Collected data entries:
**********

//! Client side of `POST /api/chat`
use anyhow::Result;
use async_trait::async_trait;
use futures::stream::StreamExt;
use reqwest::Client;
use serde::Serialize;

use crate::errors::ChatError;
use crate::models::message::Message;
use crate::protocol::{DataStreamDecoder, StreamPart};
use crate::providers::base::TextStream;
use crate::providers::utils::{check_status, streaming_client};

/// Path of the chat endpoint on the server
pub const CHAT_PATH: &str = "/api/chat";

/// Reported when the body ends without a finish part
pub const UNFINISHED_STREAM: &str = "stream ended before finish";

#[derive(Debug, Serialize)]
struct ChatRequest<'a> {
    messages: &'a [Message],
}

/// Opens a streamed reply for a whole conversation
#[async_trait]
pub trait ChatTransport: Send + Sync {
    async fn open(&self, messages: Vec<Message>) -> Result<TextStream>;
}

/// Talks to a taxchat server over HTTP and decodes its data stream
pub struct HttpTransport {
    client: Client,
    base_url: String,
}

impl HttpTransport {
    pub fn new<S: Into<String>>(base_url: S) -> Result<Self> {
        Ok(Self {
            client: streaming_client()?,
            base_url: base_url.into(),
        })
    }

    pub fn endpoint(&self) -> String {
        format!("{}{}", self.base_url.trim_end_matches('/'), CHAT_PATH)
    }
}

#[async_trait]
impl ChatTransport for HttpTransport {
    async fn open(&self, messages: Vec<Message>) -> Result<TextStream> {
        let response = self
            .client
            .post(self.endpoint())
            .header("x-protocol", "data")
            .json(&ChatRequest {
                messages: &messages,
            })
            .send()
            .await?;
        let response = check_status(response).await?;

        let mut body = response.bytes_stream();
        Ok(Box::pin(async_stream::try_stream! {
            let mut decoder = DataStreamDecoder::new();
            let mut finished = false;

            while let Some(chunk) = body.next().await {
                let chunk = chunk?;
                for part in decoder.push(&chunk)? {
                    match part {
                        StreamPart::Text(text) => {
                            if !text.is_empty() {
                                yield text;
                            }
                        }
                        StreamPart::Error(message) => {
                            Err::<(), _>(ChatError::Stream(message))?;
                        }
                        StreamPart::Finish(_) => finished = true,
                    }
                }
                if finished {
                    break;
                }
            }

            if !finished {
                match decoder.finish()? {
                    Some(StreamPart::Text(text)) => {
                        yield text;
                    }
                    Some(StreamPart::Error(message)) => {
                        Err::<(), _>(ChatError::Stream(message))?;
                    }
                    Some(StreamPart::Finish(_)) => finished = true,
                    None => {}
                }
            }

            if !finished {
                Err::<(), _>(ChatError::Stream(UNFINISHED_STREAM.to_string()))?;
            }
        }))
    }
}

#[cfg(test)]
mod tests {
    use super::*;
    use crate::protocol::ProtocolFormatter;
    use futures::TryStreamExt;
    use serde_json::json;
    use wiremock::matchers::{body_partial_json, header, method, path};
    use wiremock::{Mock, MockServer, ResponseTemplate};

    async fn serve(body: String) -> MockServer {
        let server = MockServer::start().await;
        Mock::given(method("POST"))
            .and(path(CHAT_PATH))
            .and(header("x-protocol", "data"))
            .and(body_partial_json(json!({
                "messages": [{"role": "user", "content": "hello"}]
            })))
            .respond_with(ResponseTemplate::new(200).set_body_raw(body, "text/plain"))
            .mount(&server)
            .await;
        server
    }

    #[tokio::test]
    async fn test_open_decodes_text() -> Result<()> {
        let body = [
            ProtocolFormatter::format_text("Hi! How can I help "),
            ProtocolFormatter::format_text("with your taxes?"),
            ProtocolFormatter::format_finish("stop"),
        ]
        .concat();
        let server = serve(body).await;

        let transport = HttpTransport::new(server.uri())?;
        let fragments: Vec<String> = transport
            .open(vec![Message::user().with_text("hello")])
            .await?
            .try_collect()
            .await?;
        assert_eq!(fragments.concat(), "Hi! How can I help with your taxes?");
        Ok(())
    }

    #[tokio::test]
    async fn test_open_surfaces_error_part() -> Result<()> {
        let body = [
            ProtocolFormatter::format_text("Partial"),
            ProtocolFormatter::format_error("An error occurred."),
        ]
        .concat();
        let server = serve(body).await;

        let transport = HttpTransport::new(server.uri())?;
        let mut stream = transport
            .open(vec![Message::user().with_text("hello")])
            .await?;
        assert_eq!(stream.next().await.transpose()?, Some("Partial".to_string()));
        let err = stream.next().await.unwrap().unwrap_err();
        assert_eq!(
            err.downcast_ref::<ChatError>(),
            Some(&ChatError::Stream("An error occurred.".to_string()))
        );
        Ok(())
    }

    #[tokio::test]
    async fn test_open_requires_finish_part() -> Result<()> {
        let server = serve(ProtocolFormatter::format_text("The standard ded")).await;

        let transport = HttpTransport::new(server.uri())?;
        let mut stream = transport
            .open(vec![Message::user().with_text("hello")])
            .await?;
        assert_eq!(
            stream.next().await.transpose()?,
            Some("The standard ded".to_string())
        );
        let err = stream.next().await.unwrap().unwrap_err();
        assert_eq!(
            err.downcast_ref::<ChatError>(),
            Some(&ChatError::Stream(UNFINISHED_STREAM.to_string()))
        );
        assert!(stream.next().await.is_none());
        Ok(())
    }

    #[tokio::test]
    async fn test_open_surfaces_malformed_line() -> Result<()> {
        let body = [
            "0:not json\n".to_string(),
            ProtocolFormatter::format_finish("stop"),
        ]
        .concat();
        let server = serve(body).await;

        let transport = HttpTransport::new(server.uri())?;
        let mut stream = transport
            .open(vec![Message::user().with_text("hello")])
            .await?;
        let err = stream.next().await.unwrap().unwrap_err();
        assert!(matches!(
            err.downcast_ref::<ChatError>(),
            Some(ChatError::Decode(_))
        ));
        Ok(())
    }

    #[tokio::test]
    async fn test_open_fails_on_status() -> Result<()> {
        let server = MockServer::start().await;
        Mock::given(method("POST"))
            .and(path(CHAT_PATH))
            .respond_with(ResponseTemplate::new(400))
            .mount(&server)
            .await;

        let transport = HttpTransport::new(format!("{}/", server.uri()))?;
        assert!(transport
            .open(vec![Message::user().with_text("hi")])
            .await
            .is_err());
        Ok(())
    }
}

**********

• [WHAT THE TASK ASKS]
For each line above that contains "struct", make a copy.

• [REPLY]
struct ChatRequest<'a> {
pub struct HttpTransport {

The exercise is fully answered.